━━━━━ Record set ━━━━━

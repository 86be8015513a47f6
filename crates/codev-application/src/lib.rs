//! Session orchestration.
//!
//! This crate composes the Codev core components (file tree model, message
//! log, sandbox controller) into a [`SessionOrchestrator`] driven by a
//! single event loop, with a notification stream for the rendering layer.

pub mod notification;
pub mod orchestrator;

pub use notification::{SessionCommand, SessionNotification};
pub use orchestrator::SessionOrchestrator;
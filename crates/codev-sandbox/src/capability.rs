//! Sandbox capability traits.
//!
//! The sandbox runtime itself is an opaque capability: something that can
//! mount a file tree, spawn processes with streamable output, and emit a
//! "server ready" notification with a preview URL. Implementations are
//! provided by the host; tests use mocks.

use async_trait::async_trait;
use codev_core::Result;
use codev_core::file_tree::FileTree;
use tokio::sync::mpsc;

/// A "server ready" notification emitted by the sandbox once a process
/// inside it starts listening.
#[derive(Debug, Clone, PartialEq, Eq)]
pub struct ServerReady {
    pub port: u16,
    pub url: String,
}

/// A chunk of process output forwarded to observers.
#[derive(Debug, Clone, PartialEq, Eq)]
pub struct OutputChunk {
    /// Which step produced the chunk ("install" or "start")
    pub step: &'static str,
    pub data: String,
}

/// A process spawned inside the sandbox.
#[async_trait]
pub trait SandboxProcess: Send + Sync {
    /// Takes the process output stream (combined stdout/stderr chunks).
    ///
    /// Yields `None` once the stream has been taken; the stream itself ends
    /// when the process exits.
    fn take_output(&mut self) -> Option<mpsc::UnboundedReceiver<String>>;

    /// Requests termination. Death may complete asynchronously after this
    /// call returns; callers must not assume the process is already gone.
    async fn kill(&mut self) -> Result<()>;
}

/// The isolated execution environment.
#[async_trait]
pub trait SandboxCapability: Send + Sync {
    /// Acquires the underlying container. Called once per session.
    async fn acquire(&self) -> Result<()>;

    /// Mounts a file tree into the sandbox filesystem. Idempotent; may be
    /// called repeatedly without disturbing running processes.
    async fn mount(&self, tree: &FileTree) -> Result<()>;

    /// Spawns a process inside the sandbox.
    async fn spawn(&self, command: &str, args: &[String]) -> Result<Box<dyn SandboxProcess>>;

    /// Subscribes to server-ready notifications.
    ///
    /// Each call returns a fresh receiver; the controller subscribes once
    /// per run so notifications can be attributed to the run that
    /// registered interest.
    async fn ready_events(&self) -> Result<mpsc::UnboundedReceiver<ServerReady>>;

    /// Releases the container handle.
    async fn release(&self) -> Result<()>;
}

━━━━━
━━━━━ Record set ━━━━━

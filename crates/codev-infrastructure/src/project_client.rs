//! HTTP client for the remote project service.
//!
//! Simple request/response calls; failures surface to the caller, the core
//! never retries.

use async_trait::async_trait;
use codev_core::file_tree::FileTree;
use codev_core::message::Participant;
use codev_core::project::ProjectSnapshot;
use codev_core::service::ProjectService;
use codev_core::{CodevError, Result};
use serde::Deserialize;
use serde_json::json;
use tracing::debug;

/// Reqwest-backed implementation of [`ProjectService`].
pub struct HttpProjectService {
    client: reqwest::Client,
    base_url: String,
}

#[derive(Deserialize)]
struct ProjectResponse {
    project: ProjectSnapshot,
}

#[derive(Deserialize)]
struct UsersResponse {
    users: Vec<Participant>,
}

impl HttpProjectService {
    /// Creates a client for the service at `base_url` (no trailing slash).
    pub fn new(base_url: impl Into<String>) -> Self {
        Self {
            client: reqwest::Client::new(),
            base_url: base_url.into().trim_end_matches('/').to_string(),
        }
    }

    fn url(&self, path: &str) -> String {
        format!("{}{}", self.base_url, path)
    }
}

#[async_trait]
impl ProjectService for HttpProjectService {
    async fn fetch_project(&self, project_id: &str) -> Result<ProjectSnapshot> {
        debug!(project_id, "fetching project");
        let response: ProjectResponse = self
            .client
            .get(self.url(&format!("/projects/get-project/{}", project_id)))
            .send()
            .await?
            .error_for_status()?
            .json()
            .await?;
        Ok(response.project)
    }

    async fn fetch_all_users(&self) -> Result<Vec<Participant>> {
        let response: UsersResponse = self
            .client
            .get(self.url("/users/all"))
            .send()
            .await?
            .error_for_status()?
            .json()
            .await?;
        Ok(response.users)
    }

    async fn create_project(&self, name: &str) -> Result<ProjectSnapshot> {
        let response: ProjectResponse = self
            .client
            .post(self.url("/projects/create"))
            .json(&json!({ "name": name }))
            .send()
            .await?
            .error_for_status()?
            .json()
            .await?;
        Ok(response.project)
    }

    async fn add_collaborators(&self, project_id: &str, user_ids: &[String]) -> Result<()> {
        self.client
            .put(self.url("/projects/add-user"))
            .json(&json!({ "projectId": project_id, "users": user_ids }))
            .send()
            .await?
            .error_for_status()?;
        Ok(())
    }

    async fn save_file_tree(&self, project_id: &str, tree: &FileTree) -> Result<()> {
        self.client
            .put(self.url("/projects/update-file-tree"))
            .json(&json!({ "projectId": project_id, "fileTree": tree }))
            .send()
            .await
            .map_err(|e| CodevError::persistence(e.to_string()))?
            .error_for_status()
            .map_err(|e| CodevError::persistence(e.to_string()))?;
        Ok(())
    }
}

━━━━━

Problem description:
Give the exact lines, and only those, from the line containing "repository 86be8015513a47f6" through the line containing "driven by a" in the entries above.

Expected output:
repository 86be8015513a47f6
filename crates/codev-application/src/lib.rs
//! Session orchestration.
//!
//! This crate composes the Codev core components (file tree model, message
//! log, sandbox controller) into a [`SessionOrchestrator`] driven by a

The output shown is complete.